[Extracted entries Boundary: Start]

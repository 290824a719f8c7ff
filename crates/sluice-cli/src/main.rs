#![forbid(unsafe_code)]

//! Thin entrypoint for `sluice-cli`.

#[tokio::main]
async fn main() {
    let code = sluice_cli::run().await;
    std::process::exit(code);
}
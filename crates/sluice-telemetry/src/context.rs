//! Application span helpers.

use tracing::{Span, span::Entered};

use crate::init::build_sha;

/// Keeps the application span entered for the lifetime of the process.
pub struct GlobalContextGuard {
    _guard: Entered<'static>,
}

impl GlobalContextGuard {
    /// Enter an `app` span carrying the run mode and build SHA.
    #[must_use]
    pub fn new(mode: impl Into<String>) -> Self {
        let mode = mode.into();
        let span: &'static Span = Box::leak(Box::new(
            tracing::info_span!("app", mode = %mode, build_sha = %build_sha()),
        ));
        Self {
            _guard: span.enter(),
        }
    }
}

/// Record the current application mode on the active span.
pub fn record_app_mode(mode: &str) {
    Span::current().record("mode", tracing::field::display(mode));
}

#[cfg(test)]
mod tests {
    use super::*;

    #[test]
    fn global_context_guard_enters_and_records_mode() {
        let guard = GlobalContextGuard::new("host");
        record_app_mode("cli");
        drop(guard);
    }
}
//! Scripted doubles for the daemon client and connector.

use std::collections::{HashMap, VecDeque};
use std::io;
use std::sync::atomic::{AtomicUsize, Ordering};
use std::sync::{Arc, Mutex, MutexGuard};

use async_trait::async_trait;
use serde_json::Value;
use sluice_rpc::{Connector, RemoteClient, RpcError, RpcResult};

/// A single call observed by [`ScriptedClient`].
#[derive(Debug, Clone, PartialEq)]
pub struct RecordedCall {
    /// Remote method name.
    pub method: String,
    /// Positional arguments as sent.
    pub args: Vec<Value>,
}

#[derive(Default)]
struct Script {
    queued: HashMap<String, VecDeque<RpcResult<Value>>>,
    sticky: HashMap<String, Value>,
    calls: Vec<RecordedCall>,
}

/// [`RemoteClient`] that replays scripted replies per method.
///
/// Queued replies are consumed in order; once a method's queue is empty the
/// sticky stub (if any) answers. Unscripted calls fail with a remote error.
#[derive(Default)]
pub struct ScriptedClient {
    script: Mutex<Script>,
}

impl ScriptedClient {
    /// Empty script.
    #[must_use]
    pub fn new() -> Self {
        Self::default()
    }

    fn script(&self) -> MutexGuard<'_, Script> {
        self.script
            .lock()
            .unwrap_or_else(std::sync::PoisonError::into_inner)
    }

    /// Queue a successful reply for the next call to `method`.
    pub fn reply(&self, method: &str, value: Value) -> &Self {
        self.push(method, Ok(value))
    }

    /// Queue a failure for the next call to `method`.
    pub fn fail(&self, method: &str, error: RpcError) -> &Self {
        self.push(method, Err(error))
    }

    /// Queue a lost-connection failure for the next call to `method`.
    pub fn connection_lost(&self, method: &str) -> &Self {
        self.fail(method, lost_connection(method))
    }

    /// Answer every call to `method` with `value` once queued replies run out.
    pub fn stub(&self, method: &str, value: Value) -> &Self {
        self.script().sticky.insert(method.to_string(), value);
        self
    }

    /// Every call observed so far, in order.
    #[must_use]
    pub fn calls(&self) -> Vec<RecordedCall> {
        self.script().calls.clone()
    }

    /// Argument lists of the calls made to `method`, in order.
    #[must_use]
    pub fn calls_to(&self, method: &str) -> Vec<Vec<Value>> {
        self.script()
            .calls
            .iter()
            .filter(|call| call.method == method)
            .map(|call| call.args.clone())
            .collect()
    }

    /// Forget recorded calls while keeping the script.
    pub fn clear_calls(&self) {
        self.script().calls.clear();
    }

    fn push(&self, method: &str, outcome: RpcResult<Value>) -> &Self {
        self.script()
            .queued
            .entry(method.to_string())
            .or_default()
            .push_back(outcome);
        self
    }
}

#[async_trait]
impl RemoteClient for ScriptedClient {
    async fn call(&self, method: &str, args: Vec<Value>) -> RpcResult<Value> {
        let mut script = self.script();
        script.calls.push(RecordedCall {
            method: method.to_string(),
            args,
        });
        if let Some(outcome) = script
            .queued
            .get_mut(method)
            .and_then(VecDeque::pop_front)
        {
            return outcome;
        }
        script
            .sticky
            .get(method)
            .cloned()
            .ok_or_else(|| RpcError::Remote {
                method: method.to_string(),
                exception: "ScriptedClientError".to_string(),
                message: "no reply scripted".to_string(),
            })
    }
}

/// Build the error a real client reports after a failed reconnect.
#[must_use]
pub fn lost_connection(method: &str) -> RpcError {
    RpcError::ConnectionLost {
        method: method.to_string(),
        source: Box::new(RpcError::Io {
            operation: "read_header",
            source: io::Error::new(io::ErrorKind::UnexpectedEof, "daemon closed the socket"),
        }),
    }
}

/// [`Connector`] that refuses a configured number of attempts before handing
/// out a shared [`ScriptedClient`].
pub struct ScriptedConnector {
    client: Arc<ScriptedClient>,
    refusals: AtomicUsize,
    attempts: AtomicUsize,
    reject_credentials: bool,
}

impl ScriptedConnector {
    /// Connector that succeeds on the first attempt.
    #[must_use]
    pub fn new(client: Arc<ScriptedClient>) -> Self {
        Self {
            client,
            refusals: AtomicUsize::new(0),
            attempts: AtomicUsize::new(0),
            reject_credentials: false,
        }
    }

    /// Refuse the first `count` attempts as if the daemon were not listening.
    #[must_use]
    pub fn refuse_times(self, count: usize) -> Self {
        self.refusals.store(count, Ordering::SeqCst);
        self
    }

    /// Fail every attempt (after any refusals) with an authentication error.
    #[must_use]
    pub const fn reject_credentials(mut self) -> Self {
        self.reject_credentials = true;
        self
    }

    /// Number of `connect` calls observed.
    #[must_use]
    pub fn attempts(&self) -> usize {
        self.attempts.load(Ordering::SeqCst)
    }

    /// Client handed out on successful connects.
    #[must_use]
    pub fn client(&self) -> Arc<ScriptedClient> {
        Arc::clone(&self.client)
    }
}

#[async_trait]
impl Connector for ScriptedConnector {
    async fn connect(&self) -> RpcResult<Arc<dyn RemoteClient>> {
        self.attempts.fetch_add(1, Ordering::SeqCst);
        let refused = self
            .refusals
            .fetch_update(Ordering::SeqCst, Ordering::SeqCst, |left| left.checked_sub(1))
            .is_ok();
        if refused {
            return Err(RpcError::ConnectionRefused {
                address: self.address(),
            });
        }
        if self.reject_credentials {
            return Err(RpcError::AuthenticationFailed {
                username: "localclient".to_string(),
                exception: "BadLoginError".to_string(),
                message: "Password does not match".to_string(),
            });
        }
        let client: Arc<dyn RemoteClient> = self.client();
        Ok(client)
    }

    fn address(&self) -> String {
        "deluge.test:58846".to_string()
    }
}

[Extracted entries Boundary: End]

Problem statement:
Return the listing above verbatim.

Answer for the task:
repository 290824a719f8c7ff
filename crates/sluice-cli/src/main.rs
#![forbid(unsafe_code)]

//! Thin entrypoint for `sluice-cli`.

#[tokio::main]
async fn main() {
    let code = sluice_cli::run().await;
    std::process::exit(code);
}
filename crates/sluice-telemetry/src/context.rs
//! Application span helpers.

use tracing::{Span, span::Entered};

use crate::init::build_sha;

/// Keeps the application span entered for the lifetime of the process.
pub struct GlobalContextGuard {
    _guard: Entered<'static>,
}

impl GlobalContextGuard {
    /// Enter an `app` span carrying the run mode and build SHA.
    #[must_use]
    pub fn new(mode: impl Into<String>) -> Self {
        let mode = mode.into();
        let span: &'static Span = Box::leak(Box::new(
            tracing::info_span!("app", mode = %mode, build_sha = %build_sha()),
        ));
        Self {
            _guard: span.enter(),
        }
    }
}

/// Record the current application mode on the active span.
pub fn record_app_mode(mode: &str) {
    Span::current().record("mode", tracing::field::display(mode));
}

#[cfg(test)]
mod tests {
    use super::*;

    #[test]
    fn global_context_guard_enters_and_records_mode() {
        let guard = GlobalContextGuard::new("host");
        record_app_mode("cli");
        drop(guard);
    }
}
//! Scripted doubles for the daemon client and connector.

use std::collections::{HashMap, VecDeque};
use std::io;
use std::sync::atomic::{AtomicUsize, Ordering};
use std::sync::{Arc, Mutex, MutexGuard};

use async_trait::async_trait;
use serde_json::Value;
use sluice_rpc::{Connector, RemoteClient, RpcError, RpcResult};

/// A single call observed by [`ScriptedClient`].
#[derive(Debug, Clone, PartialEq)]
pub struct RecordedCall {
    /// Remote method name.
    pub method: String,
    /// Positional arguments as sent.
    pub args: Vec<Value>,
}

#[derive(Default)]
struct Script {
    queued: HashMap<String, VecDeque<RpcResult<Value>>>,
    sticky: HashMap<String, Value>,
    calls: Vec<RecordedCall>,
}

/// [`RemoteClient`] that replays scripted replies per method.
///
/// Queued replies are consumed in order; once a method's queue is empty the
/// sticky stub (if any) answers. Unscripted calls fail with a remote error.
#[derive(Default)]
pub struct ScriptedClient {
    script: Mutex<Script>,
}

impl ScriptedClient {
    /// Empty script.
    #[must_use]
    pub fn new() -> Self {
        Self::default()
    }

    fn script(&self) -> MutexGuard<'_, Script> {
        self.script
            .lock()
            .unwrap_or_else(std::sync::PoisonError::into_inner)
    }

    /// Queue a successful reply for the next call to `method`.
    pub fn reply(&self, method: &str, value: Value) -> &Self {
        self.push(method, Ok(value))
    }

    /// Queue a failure for the next call to `method`.
    pub fn fail(&self, method: &str, error: RpcError) -> &Self {
        self.push(method, Err(error))
    }

    /// Queue a lost-connection failure for the next call to `method`.
    pub fn connection_lost(&self, method: &str) -> &Self {
        self.fail(method, lost_connection(method))
    }

    /// Answer every call to `method` with `value` once queued replies run out.
    pub fn stub(&self, method: &str, value: Value) -> &Self {
        self.script().sticky.insert(method.to_string(), value);
        self
    }

    /// Every call observed so far, in order.
    #[must_use]
    pub fn calls(&self) -> Vec<RecordedCall> {
        self.script().calls.clone()
    }

    /// Argument lists of the calls made to `method`, in order.
    #[must_use]
    pub fn calls_to(&self, method: &str) -> Vec<Vec<Value>> {
        self.script()
            .calls
            .iter()
            .filter(|call| call.method == method)
            .map(|call| call.args.clone())
            .collect()
    }

    /// Forget recorded calls while keeping the script.
    pub fn clear_calls(&self) {
        self.script().calls.clear();
    }

    fn push(&self, method: &str, outcome: RpcResult<Value>) -> &Self {
        self.script()
            .queued
            .entry(method.to_string())
            .or_default()
            .push_back(outcome);
        self
    }
}

#[async_trait]
impl RemoteClient for ScriptedClient {
    async fn call(&self, method: &str, args: Vec<Value>) -> RpcResult<Value> {
        let mut script = self.script();
        script.calls.push(RecordedCall {
            method: method.to_string(),
            args,
        });
        if let Some(outcome) = script
            .queued
            .get_mut(method)
            .and_then(VecDeque::pop_front)
        {
            return outcome;
        }
        script
            .sticky
            .get(method)
            .cloned()
            .ok_or_else(|| RpcError::Remote {
                method: method.to_string(),
                exception: "ScriptedClientError".to_string(),
                message: "no reply scripted".to_string(),
            })
    }
}

/// Build the error a real client reports after a failed reconnect.
#[must_use]
pub fn lost_connection(method: &str) -> RpcError {
    RpcError::ConnectionLost {
        method: method.to_string(),
        source: Box::new(RpcError::Io {
            operation: "read_header",
            source: io::Error::new(io::ErrorKind::UnexpectedEof, "daemon closed the socket"),
        }),
    }
}

/// [`Connector`] that refuses a configured number of attempts before handing
/// out a shared [`ScriptedClient`].
pub struct ScriptedConnector {
    client: Arc<ScriptedClient>,
    refusals: AtomicUsize,
    attempts: AtomicUsize,
    reject_credentials: bool,
}

impl ScriptedConnector {
    /// Connector that succeeds on the first attempt.
    #[must_use]
    pub fn new(client: Arc<ScriptedClient>) -> Self {
        Self {
            client,
            refusals: AtomicUsize::new(0),
            attempts: AtomicUsize::new(0),
            reject_credentials: false,
        }
    }

    /// Refuse the first `count` attempts as if the daemon were not listening.
    #[must_use]
    pub fn refuse_times(self, count: usize) -> Self {
        self.refusals.store(count, Ordering::SeqCst);
        self
    }

    /// Fail every attempt (after any refusals) with an authentication error.
    #[must_use]
    pub const fn reject_credentials(mut self) -> Self {
        self.reject_credentials = true;
        self
    }

    /// Number of `connect` calls observed.
    #[must_use]
    pub fn attempts(&self) -> usize {
        self.attempts.load(Ordering::SeqCst)
    }

    /// Client handed out on successful connects.
    #[must_use]
    pub fn client(&self) -> Arc<ScriptedClient> {
        Arc::clone(&self.client)
    }
}

#[async_trait]
impl Connector for ScriptedConnector {
    async fn connect(&self) -> RpcResult<Arc<dyn RemoteClient>> {
        self.attempts.fetch_add(1, Ordering::SeqCst);
        let refused = self
            .refusals
            .fetch_update(Ordering::SeqCst, Ordering::SeqCst, |left| left.checked_sub(1))
            .is_ok();
        if refused {
            return Err(RpcError::ConnectionRefused {
                address: self.address(),
            });
        }
        if self.reject_credentials {
            return Err(RpcError::AuthenticationFailed {
                username: "localclient".to_string(),
                exception: "BadLoginError".to_string(),
                message: "Password does not match".to_string(),
            });
        }
        let client: Arc<dyn RemoteClient> = self.client();
        Ok(client)
    }

    fn address(&self) -> String {
        "deluge.test:58846".to_string()
    }
}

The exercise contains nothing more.